Loretta Ross, the Dr. Martin Luther King, Jr. and Coretta Scott King Commemorative Speaker

“Everyone you meet is as complicated as you are.”

Loretta Ross '07, 1.19.2021

Yesterday I was treated to a keynote talk from Loretta Ross ’07 who illuminated for me some calm, poetic and firm truth. She said: To build a human rights movement requires a common culture. We can disagree, but we must privilege civil and human rights above all differences.

Martin Luther King didn't just have a dream, he had a plan.

It’s impossible to build a united cultural movement while immersed in call-out culture. We lose sight of one another and we lose sight of the prize. Calling out results in separation, factions and chaos. Instead, we can create and practice a call-in culture, where we extend an invitation for discourse and enfranchisement. We can, and must, invest in being effective over being right.

The science of calling in:

Assess the situational issue

Do you have the space to invite them in? (You have no obligation! Always take care of yourself first and primarily. If you don’t have the capacity, you are not doing anyone good)

A good phrase to employ: You know, I expect more from you in this moment." Another idea: “I beg your pardon” gives the person a chance to think and regroup/rephrase, and gives you a chance to decide to call out or call in.

Ask yourself: Will my action make things better or worse?

Calling out makes an instant magnification.

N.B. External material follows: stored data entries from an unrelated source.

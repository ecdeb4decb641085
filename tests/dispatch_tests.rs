mod common;

use common::{
    FixedAttachments, MissingDocuments, RejectingUpdates, ScriptedNotifier, ledger_with, login,
    may, payment,
};
use remit_dispatch::application::dispatch::DispatchOrchestrator;
use remit_dispatch::application::selection::SelectionTracker;
use remit_dispatch::domain::notification::MessageTemplate;
use remit_dispatch::domain::payment::EmailStatus;
use remit_dispatch::domain::ports::{LedgerGateway, LedgerGatewayRef};
use std::sync::Arc;
use std::sync::atomic::Ordering;
use tokio_util::sync::CancellationToken;

fn template() -> MessageTemplate {
    MessageTemplate::new("Payment {DocNum} - {CardName}", "Dear {CardName}")
}

fn statuses(tracker: &SelectionTracker) -> Vec<EmailStatus> {
    tracker.records().iter().map(|r| r.status().clone()).collect()
}

#[tokio::test]
async fn test_empty_destination_fails_while_others_are_sent() {
    let ledger = Arc::new(ledger_with(vec![
        payment(1, "a@x.com"),
        payment(2, ""),
        payment(3, "b@x.com,c@x.com"),
    ]));
    let attachments = FixedAttachments::default();
    let notifier = ScriptedNotifier::default();
    let orchestrator = DispatchOrchestrator::new(
        ledger.clone(),
        Box::new(attachments.clone()),
        Box::new(notifier.clone()),
        template(),
    );

    let session = login(ledger.as_ref()).await;
    let mut tracker = SelectionTracker::new();
    tracker.replace(ledger.list_unsent_payments(&session, may()).await.unwrap());
    tracker.toggle_all();

    let summary = orchestrator
        .dispatch(Some(&session), &mut tracker, &CancellationToken::new())
        .await
        .unwrap();

    assert_eq!(summary.attempted, 3);
    assert_eq!((summary.sent, summary.failed), (2, 1));
    assert_eq!(
        statuses(&tracker),
        vec![EmailStatus::Sent, EmailStatus::Error, EmailStatus::Sent]
    );

    let records = tracker.records();
    assert!(records[0].status_log().contains("OK"));
    assert!(records[1].status_log().contains("(To: )"));
    assert!(records[2].status_log().contains("OK"));
    assert!(records[2].status_log().contains("To: b@x.com, c@x.com"));

    // The record without an address never reached the collaborators.
    assert_eq!(attachments.calls(), 2);
    assert_eq!(notifier.calls(), 2);

    let updates = ledger.updates().await;
    let flags: Vec<(i32, bool)> = updates.iter().map(|u| (u.entry, u.success)).collect();
    assert_eq!(flags, vec![(1, true), (2, false), (3, true)]);
    assert_eq!(updates[1].audit_text, records[1].status_log());
}

#[tokio::test]
async fn test_delivery_failure_is_isolated_to_its_record() {
    let ledger = Arc::new(ledger_with(vec![
        payment(1, "a@x.com"),
        payment(2, "b@x.com"),
        payment(3, "c@x.com"),
    ]));
    let notifier = ScriptedNotifier::failing_on(&[2]);
    let orchestrator = DispatchOrchestrator::new(
        ledger.clone(),
        Box::new(FixedAttachments::default()),
        Box::new(notifier.clone()),
        template(),
    );

    let session = login(ledger.as_ref()).await;
    let mut tracker = SelectionTracker::new();
    tracker.replace(ledger.list_unsent_payments(&session, may()).await.unwrap());
    tracker.toggle_all();

    let summary = orchestrator
        .dispatch(Some(&session), &mut tracker, &CancellationToken::new())
        .await
        .unwrap();

    assert_eq!(notifier.calls(), 3);
    assert_eq!(summary.attempted, 3);
    assert_eq!(
        statuses(&tracker),
        vec![EmailStatus::Sent, EmailStatus::Error, EmailStatus::Sent]
    );
    assert_eq!(tracker.sent_count(), 2);

    let failed = &tracker.records()[1];
    assert!(failed.status_log().starts_with("Error "));
    assert!(failed.status_log().contains("550 mailbox unavailable"));
    assert!(failed.status_log().ends_with("(To: b@x.com)"));
}

#[tokio::test]
async fn test_rejected_status_update_still_commits_locally() {
    let inner = ledger_with(vec![
        payment(1, "a@x.com"),
        payment(2, ""),
        payment(3, "c@x.com"),
    ]);
    let ledger = Arc::new(RejectingUpdates::new(inner));
    let gateway: LedgerGatewayRef = ledger.clone();
    let orchestrator = DispatchOrchestrator::new(
        gateway.clone(),
        Box::new(FixedAttachments::default()),
        Box::new(ScriptedNotifier::default()),
        template(),
    );

    let session = login(gateway.as_ref()).await;
    let mut tracker = SelectionTracker::new();
    tracker.replace(gateway.list_unsent_payments(&session, may()).await.unwrap());
    tracker.toggle_all();

    let summary = orchestrator
        .dispatch(Some(&session), &mut tracker, &CancellationToken::new())
        .await
        .unwrap();

    assert_eq!(summary.attempted, 3);
    assert_eq!(ledger.attempts.load(Ordering::SeqCst), 3);
    assert_eq!(
        statuses(&tracker),
        vec![EmailStatus::Sent, EmailStatus::Error, EmailStatus::Sent]
    );
    assert!(tracker.records()[0].status_log().contains("OK"));
    assert_eq!(tracker.sent_count(), 2);
}

#[tokio::test]
async fn test_attachment_failure_skips_notifier() {
    let ledger = Arc::new(ledger_with(vec![payment(1, "a@x.com")]));
    let notifier = ScriptedNotifier::default();
    let orchestrator = DispatchOrchestrator::new(
        ledger.clone(),
        Box::new(MissingDocuments),
        Box::new(notifier.clone()),
        template(),
    );

    let session = login(ledger.as_ref()).await;
    let mut tracker = SelectionTracker::new();
    tracker.replace(ledger.list_unsent_payments(&session, may()).await.unwrap());
    tracker.toggle_all();

    orchestrator
        .dispatch(Some(&session), &mut tracker, &CancellationToken::new())
        .await
        .unwrap();

    assert_eq!(notifier.calls(), 0);
    let record = &tracker.records()[0];
    assert_eq!(record.status(), &EmailStatus::Error);
    assert!(record.status_log().contains("No documents found for payment 4001"));
    assert_eq!(
        ledger.record(1).await.unwrap().status(),
        &EmailStatus::Error
    );
}

#[tokio::test]
async fn test_every_selected_record_ends_terminal() {
    let ledger = Arc::new(ledger_with(
        (1..=8)
            .map(|i| payment(i, if i % 3 == 0 { "" } else { "v@x.com" }))
            .collect(),
    ));
    let orchestrator = DispatchOrchestrator::new(
        ledger.clone(),
        Box::new(FixedAttachments::default()),
        Box::new(ScriptedNotifier::failing_on(&[1, 4])),
        template(),
    );

    let session = login(ledger.as_ref()).await;
    let mut tracker = SelectionTracker::new();
    tracker.replace(ledger.list_unsent_payments(&session, may()).await.unwrap());
    for entry in [1, 2, 3, 5, 6, 8] {
        tracker.set_selected(entry, true);
    }

    let summary = orchestrator
        .dispatch(Some(&session), &mut tracker, &CancellationToken::new())
        .await
        .unwrap();

    assert_eq!(summary.attempted, 6);
    for record in tracker.records() {
        if record.is_selected() {
            assert!(record.status().is_terminal(), "entry {}", record.doc_entry);
        } else {
            assert_eq!(record.status(), &EmailStatus::ToSend);
        }
    }
}

#[tokio::test]
async fn test_rerun_after_error_keeps_attempt_history() {
    let ledger = Arc::new(ledger_with(vec![payment(1, "a@x.com")]));
    let orchestrator = DispatchOrchestrator::new(
        ledger.clone(),
        Box::new(FixedAttachments::default()),
        Box::new(ScriptedNotifier::failing_on(&[1])),
        template(),
    );

    let session = login(ledger.as_ref()).await;
    let mut tracker = SelectionTracker::new();
    tracker.replace(ledger.list_unsent_payments(&session, may()).await.unwrap());
    tracker.toggle_all();

    let cancel = CancellationToken::new();
    orchestrator
        .dispatch(Some(&session), &mut tracker, &cancel)
        .await
        .unwrap();
    assert_eq!(tracker.records()[0].status(), &EmailStatus::Error);
    assert_eq!(tracker.selected_count(), 1);

    orchestrator
        .dispatch(Some(&session), &mut tracker, &cancel)
        .await
        .unwrap();

    let record = &tracker.records()[0];
    assert_eq!(record.status(), &EmailStatus::Sent);
    assert_eq!(record.audit_trail().len(), 2);
    assert!(record.audit_trail()[0].starts_with("Error "));
    assert!(record.status_log().starts_with("Sent "));
    assert_eq!(ledger.record(1).await.unwrap().status(), &EmailStatus::Sent);
}
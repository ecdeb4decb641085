use crate::domain::notification::Attachment;
use crate::domain::payment::PaymentRecord;
use crate::domain::ports::AttachmentBuilder;
use crate::error::{DispatchError, Result};
use async_trait::async_trait;
use rust_decimal::Decimal;
use serde::Serialize;
use std::path::{Path, PathBuf};

#[derive(Serialize)]
struct RemittanceRow<'a> {
    invoice_entry: i32,
    invoice_num: i32,
    invoice_date: String,
    reference: &'a str,
    currency: &'a str,
    invoice_total: Decimal,
    applied: Decimal,
}

/// Builds the documents sent with a payment notification.
///
/// Every payment gets a CSV remittance advice listing the invoices it settles.
/// When the record points at a source document, that file is attached as well;
/// relative paths are resolved against `documents_dir`.
#[derive(Debug, Clone, Default)]
pub struct RemittanceAttachmentBuilder {
    documents_dir: Option<PathBuf>,
}

impl RemittanceAttachmentBuilder {
    pub fn new(documents_dir: Option<PathBuf>) -> Self {
        Self { documents_dir }
    }

    fn remittance_advice(record: &PaymentRecord) -> Result<Attachment> {
        let mut writer = csv::Writer::from_writer(Vec::new());
        for invoice in &record.invoices {
            writer.serialize(RemittanceRow {
                invoice_entry: invoice.doc_entry,
                invoice_num: invoice.doc_num,
                invoice_date: invoice.doc_date.format("%Y-%m-%d").to_string(),
                reference: &invoice.num_at_card,
                currency: &invoice.doc_currency,
                invoice_total: invoice.doc_total,
                applied: invoice.sum_applied,
            })?;
        }
        if record.invoices.is_empty() {
            writer.write_record([
                "invoice_entry",
                "invoice_num",
                "invoice_date",
                "reference",
                "currency",
                "invoice_total",
                "applied",
            ])?;
        }
        let data = writer
            .into_inner()
            .map_err(|e| DispatchError::Attachment(format!("Remittance advice: {e}")))?;

        Ok(Attachment::new(format!("Payment_{}.csv", record.doc_num), data))
    }

    fn resolve(&self, path: &Path) -> PathBuf {
        match &self.documents_dir {
            Some(dir) if path.is_relative() => dir.join(path),
            _ => path.to_path_buf(),
        }
    }

    async fn source_document(&self, path: &Path) -> Result<Attachment> {
        let resolved = self.resolve(path);
        let data = tokio::fs::read(&resolved).await.map_err(|e| {
            DispatchError::Attachment(format!(
                "Source document {} could not be read: {e}",
                resolved.display()
            ))
        })?;
        let file_name = resolved
            .file_name()
            .map(|n| n.to_string_lossy().into_owned())
            .unwrap_or_else(|| "document".to_string());
        Ok(Attachment::new(file_name, data))
    }
}

#[async_trait]
impl AttachmentBuilder for RemittanceAttachmentBuilder {
    async fn build(&self, record: &PaymentRecord) -> Result<Vec<Attachment>> {
        let mut attachments = vec![Self::remittance_advice(record)?];
        if let Some(path) = &record.attachment_path {
            attachments.push(self.source_document(path).await?);
        }
        tracing::debug!(
            entry = record.doc_entry,
            count = attachments.len(),
            "Attachments prepared"
        );
        Ok(attachments)
    }
}

#[cfg(test)]
mod tests {
    use super::*;
    use crate::domain::payment::PaymentInvoice;
    use chrono::NaiveDate;
    use rust_decimal_macros::dec;
    use tempfile::tempdir;

    fn record() -> PaymentRecord {
        let date = NaiveDate::from_ymd_opt(2024, 9, 30).unwrap();
        PaymentRecord::new(5, 777, date, "P0777", "Fabrikam", dec!(1200.00))
            .with_invoice(PaymentInvoice {
                doc_entry: 91,
                doc_num: 3001,
                doc_date: NaiveDate::from_ymd_opt(2024, 9, 1).unwrap(),
                num_at_card: "FAB-001".into(),
                doc_currency: "MXN".into(),
                doc_total: dec!(1000.00),
                doc_total_fc: dec!(0),
                sum_applied: dec!(1000.00),
            })
            .with_invoice(PaymentInvoice {
                doc_entry: 92,
                doc_num: 3002,
                doc_date: NaiveDate::from_ymd_opt(2024, 9, 2).unwrap(),
                num_at_card: "FAB-002".into(),
                doc_currency: "MXN".into(),
                doc_total: dec!(500.00),
                doc_total_fc: dec!(0),
                sum_applied: dec!(200.00),
            })
    }

    #[tokio::test]
    async fn test_remittance_lists_invoices() {
        let builder = RemittanceAttachmentBuilder::default();
        let attachments = builder.build(&record()).await.unwrap();

        assert_eq!(attachments.len(), 1);
        assert_eq!(attachments[0].file_name, "Payment_777.csv");
        let text = String::from_utf8(attachments[0].data.clone()).unwrap();
        let lines: Vec<&str> = text.lines().collect();
        assert_eq!(
            lines[0],
            "invoice_entry,invoice_num,invoice_date,reference,currency,invoice_total,applied"
        );
        assert_eq!(lines[1], "91,3001,2024-09-01,FAB-001,MXN,1000.00,1000.00");
        assert_eq!(lines[2], "92,3002,2024-09-02,FAB-002,MXN,500.00,200.00");
    }

    #[tokio::test]
    async fn test_source_document_resolved_against_directory() {
        let dir = tempdir().unwrap();
        std::fs::write(dir.path().join("777.pdf"), b"%PDF-1.4").unwrap();

        let builder = RemittanceAttachmentBuilder::new(Some(dir.path().to_path_buf()));
        let attachments = builder
            .build(&record().with_attachment_path("777.pdf"))
            .await
            .unwrap();

        assert_eq!(attachments.len(), 2);
        assert_eq!(attachments[1].file_name, "777.pdf");
        assert_eq!(attachments[1].data, b"%PDF-1.4");
    }

    #[tokio::test]
    async fn test_missing_source_document_is_attachment_error() {
        let dir = tempdir().unwrap();
        let builder = RemittanceAttachmentBuilder::new(Some(dir.path().to_path_buf()));
        let result = builder
            .build(&record().with_attachment_path("absent.pdf"))
            .await;

        assert!(matches!(result, Err(DispatchError::Attachment(_))));
    }
}
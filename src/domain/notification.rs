use super::payment::PaymentRecord;
use crate::error::{DispatchError, Result};

/// A named binary document attached to a notification.
#[derive(Debug, Clone, PartialEq, Eq)]
pub struct Attachment {
    pub file_name: String,
    pub data: Vec<u8>,
}

impl Attachment {
    pub fn new(file_name: impl Into<String>, data: Vec<u8>) -> Self {
        Self {
            file_name: file_name.into(),
            data,
        }
    }

    /// MIME type guessed from the file extension.
    pub fn content_type(&self) -> &'static str {
        let extension = self
            .file_name
            .rsplit_once('.')
            .map(|(_, ext)| ext.to_ascii_lowercase());
        match extension.as_deref() {
            Some("pdf") => "application/pdf",
            Some("csv") => "text/csv",
            Some("xml") => "application/xml",
            Some("txt") => "text/plain",
            _ => "application/octet-stream",
        }
    }
}

/// A fully resolved notification, ready for a [`Notifier`](super::ports::Notifier).
#[derive(Debug, Clone, PartialEq, Eq)]
pub struct OutgoingMessage {
    pub destinations: Vec<String>,
    pub subject: String,
    pub body: String,
    pub attachments: Vec<Attachment>,
}

impl OutgoingMessage {
    pub fn attachment_names(&self) -> Vec<&str> {
        self.attachments
            .iter()
            .map(|a| a.file_name.as_str())
            .collect()
    }
}

/// Subject and body templates. `{DocNum}` and `{CardName}` are substituted per record.
#[derive(Debug, Clone, PartialEq, Eq)]
pub struct MessageTemplate {
    pub subject: String,
    pub body: String,
}

impl MessageTemplate {
    pub fn new(subject: impl Into<String>, body: impl Into<String>) -> Self {
        Self {
            subject: subject.into(),
            body: body.into(),
        }
    }

    pub fn render(&self, template: &str, record: &PaymentRecord) -> String {
        template
            .replace("{DocNum}", &record.doc_num.to_string())
            .replace("{CardName}", &record.card_name)
    }

    pub fn compose(
        &self,
        record: &PaymentRecord,
        attachments: Vec<Attachment>,
    ) -> Result<OutgoingMessage> {
        let destinations = record.destinations();
        if destinations.is_empty() {
            return Err(DispatchError::Validation(format!(
                "No valid destination address in '{}'",
                record.email_to
            )));
        }

        Ok(OutgoingMessage {
            destinations,
            subject: self.render(&self.subject, record),
            body: self.render(&self.body, record),
            attachments,
        })
    }
}
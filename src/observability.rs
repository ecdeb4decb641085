use tracing_subscriber::EnvFilter;

/// Installs the global `tracing` subscriber.
///
/// `RUST_LOG` takes precedence over `log_level`. Output goes to stderr so stdout
/// stays reserved for the CSV report.
pub fn init_tracing(log_level: &str) {
    let env_filter =
        EnvFilter::try_from_default_env().unwrap_or_else(|_| EnvFilter::new(log_level));

    tracing_subscriber::fmt()
        .with_env_filter(env_filter)
        .with_writer(std::io::stderr)
        .with_target(false)
        .init();
}
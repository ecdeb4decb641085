//! Application layer: the operator workflow around a working set of payments.
//!
//! `SelectionTracker` owns the working set and its counts, `DispatchOrchestrator`
//! drives the selected records through delivery one at a time, and `DispatchDesk`
//! ties both to the ledger session and the status indicator.

pub mod desk;
pub mod dispatch;
pub mod indicator;
pub mod selection;
pub mod session;
//! Pure reconciliation logic shared by the poller and the dispatcher.
//!
//! Nothing here performs I/O. The engine service owns the directory and calls
//! into these functions to decide whether a new snapshot is worth publishing.

use crate::domain::error::ValidationError;
use crate::domain::instance::{Action, Directory, InstanceGroup, InstanceId, RawInstance, TrackedInstance};

/// Flatten the provider's grouped response into one sequence of records.
#[must_use]
pub fn flatten(groups: Vec<InstanceGroup>) -> Vec<RawInstance> {
    groups.into_iter().flat_map(|g| g.instances).collect()
}

/// Change-detection gate.
///
/// Overlays `records` on `previous` and compares the result structurally with
/// `previous`. Returns `None` when nothing changed, so callers publish nothing.
/// Entries missing from `records` are kept as they were.
#[must_use]
pub fn reconcile(previous: &Directory, records: Vec<RawInstance>) -> Option<Directory> {
    let mut next = previous.clone();
    for record in records {
        next.upsert(TrackedInstance::from(record));
    }
    (next != *previous).then_some(next)
}

/// Check that `action` is what the instance's control currently offers.
///
/// # Errors
///
/// Returns `UnknownInstance` when the directory has no such entry and
/// `ActionUnavailable` when the current state offers a different action or none.
pub fn validate_action(
    dir: &Directory,
    id: &InstanceId,
    action: Action,
) -> Result<(), ValidationError> {
    let entry = dir
        .get(id)
        .ok_or_else(|| ValidationError::UnknownInstance(id.clone()))?;
    if entry.reconciled().action() == Some(action) {
        Ok(())
    } else {
        Err(ValidationError::ActionUnavailable {
            id: id.clone(),
            requested: action,
            current: entry.reconciled(),
        })
    }
}

/// Apply the optimistic transition for `action` to an existing entry.
///
/// Returns `false` if the entry does not exist.
pub fn apply_optimistic(dir: &mut Directory, id: &InstanceId, action: Action) -> bool {
    let Some(entry) = dir.get(id) else {
        return false;
    };
    let next = entry.with_raw_state(action.optimistic_raw_state());
    dir.upsert(next);
    true
}
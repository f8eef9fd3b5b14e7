//! Output styles using owo-colors stylesheet pattern

use owo_colors::Style;
use switchboard_common::PresentedState;

/// Centralized stylesheet for CLI output colors.
#[derive(Default, Clone)]
pub struct Styles {
    /// Success messages (green)
    pub success: Style,
    /// Warning messages (yellow)
    pub warning: Style,
    /// Error messages (red)
    pub error: Style,
    /// Info messages (blue)
    pub info: Style,
    /// Dimmed/secondary text
    pub dim: Style,
    /// Bold text
    pub bold: Style,
    /// Headers/section titles
    pub header: Style,
    pub running: Style,
    pub stopped: Style,
    pub terminated: Style,
    pub transitioning: Style,
}

impl Styles {
    /// Apply colors to the stylesheet.
    pub fn colorize(&mut self) {
        self.success = Style::new().green();
        self.warning = Style::new().yellow();
        self.error = Style::new().red();
        self.info = Style::new().blue();
        self.dim = Style::new().dimmed();
        self.bold = Style::new().bold();
        self.header = Style::new().bold().cyan();
        self.running = Style::new().green();
        self.stopped = Style::new().dimmed();
        self.terminated = Style::new().red();
        self.transitioning = Style::new().yellow();
    }

    /// Style for an instance in the given presented state.
    #[must_use]
    pub fn for_state(&self, state: PresentedState) -> Style {
        match state {
            PresentedState::Running => self.running,
            PresentedState::Stopped => self.stopped,
            PresentedState::Terminated => self.terminated,
            PresentedState::Transitioning => self.transitioning,
        }
    }
}
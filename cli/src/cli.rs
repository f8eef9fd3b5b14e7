//! CLI argument parsing with clap derive

use std::process::ExitCode;
use std::sync::Arc;

use anyhow::Result;
use clap::{ArgAction, Parser, Subcommand};

use crate::app::{AppContext, AppFlags, OutputFlags};
use crate::application::services::config_service::ConfigOverrides;
use crate::commands;
use crate::commands::action::ActionArgs;
use crate::domain::config::validate_instance_id;
use crate::domain::instance::{Action, InstanceId};

/// Watch and start/stop cloud compute instances
#[derive(Parser)]
#[command(
    name = "switchboard",
    version,
    propagate_version = true,
    subcommand_required = true,
    arg_required_else_help = true
)]
pub struct Cli {
    /// Output in JSON format
    #[arg(long, global = true)]
    pub json: bool,

    /// Suppress non-error output
    #[arg(short, long, global = true)]
    pub quiet: bool,

    /// Disable colored output
    #[arg(
        long,
        global = true,
        env = "NO_COLOR",
        value_parser = clap::builder::FalseyValueParser::new()
    )]
    pub no_color: bool,

    /// Log engine activity to stderr
    #[arg(short, long, global = true)]
    pub verbose: bool,

    /// Provider region (overrides provider.region)
    #[arg(long, global = true)]
    pub region: Option<String>,

    /// Provider credentials profile (overrides provider.profile)
    #[arg(long, global = true)]
    pub profile: Option<String>,

    /// Poll period in milliseconds (overrides poll.interval_ms)
    #[arg(long, global = true)]
    pub interval_ms: Option<u64>,

    /// Track this instance (repeatable; overrides the configured list)
    #[arg(short = 'i', long = "instance", global = true, action = ArgAction::Append)]
    pub instances: Vec<String>,

    #[command(subcommand)]
    pub command: Command,
}

#[derive(Subcommand)]
pub enum Command {
    /// Poll once and show instance states
    Status,

    /// Keep polling and accept commands on stdin
    Watch,

    /// Start an instance
    Start(ActionArgs),

    /// Stop an instance
    Stop(ActionArgs),

    /// Manage configuration
    #[command(subcommand)]
    Config(commands::config::ConfigCommand),

    /// Show version
    Version,
}

impl Cli {
    /// Execute the CLI command.
    ///
    /// # Errors
    ///
    /// Returns an error if the configuration is invalid or the command fails.
    pub async fn run(self) -> Result<ExitCode> {
        let Cli {
            json,
            quiet,
            no_color,
            verbose: _,
            region,
            profile,
            interval_ms,
            instances,
            command,
        } = self;
        let app = AppContext::new(AppFlags {
            output: OutputFlags {
                no_color,
                quiet,
                json,
            },
            overrides: ConfigOverrides {
                region,
                profile,
                interval_ms,
                instances,
            },
        });

        match command {
            Command::Version => {
                commands::version::run(&app)?;
                Ok(ExitCode::SUCCESS)
            }
            Command::Config(cmd) => commands::config::run(&app, cmd),
            Command::Status => {
                let config = app.config()?;
                let engine = app.engine(&config, None);
                commands::status::run(&app, &engine).await
            }
            Command::Watch => {
                let config = app.config()?;
                let engine = Arc::new(app.engine(&config, None));
                let input = commands::watch::stdin_lines();
                commands::watch::run(&app, engine, input, commands::watch::ctrl_c()).await
            }
            Command::Start(args) => run_action(&app, Action::Start, &args).await,
            Command::Stop(args) => run_action(&app, Action::Stop, &args).await,
        }
    }
}

/// One-shot actions track only the target instance.
async fn run_action(app: &AppContext, action: Action, args: &ActionArgs) -> Result<ExitCode> {
    validate_instance_id(&args.instance)?;
    let config = app.config()?;
    let engine = app.engine(&config, Some(vec![InstanceId::from(args.instance.as_str())]));
    commands::action::run(app, &engine, action, args).await
}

It might blow up their lives. You go from a bad idea to judging this person as having bad moral character. You must be careful not to become an ideological bully. What will be most effective in the moment? What is the long term effect? Think about the vision of building a human rights movement. Calling in may be harder than calling out. By calling in you may be giving a person a chance to (re)consider and learn–a chance to do better, to be better

Discern the difference between blame and responsibility

None of us are responsible for building the system, so remove yourself from the public therapy of guilt and blame, and instead know that we can, and we must take responsibility for fixing it. When you move into a house with bad plumbing, you don’t complain about who broke it, you fix it.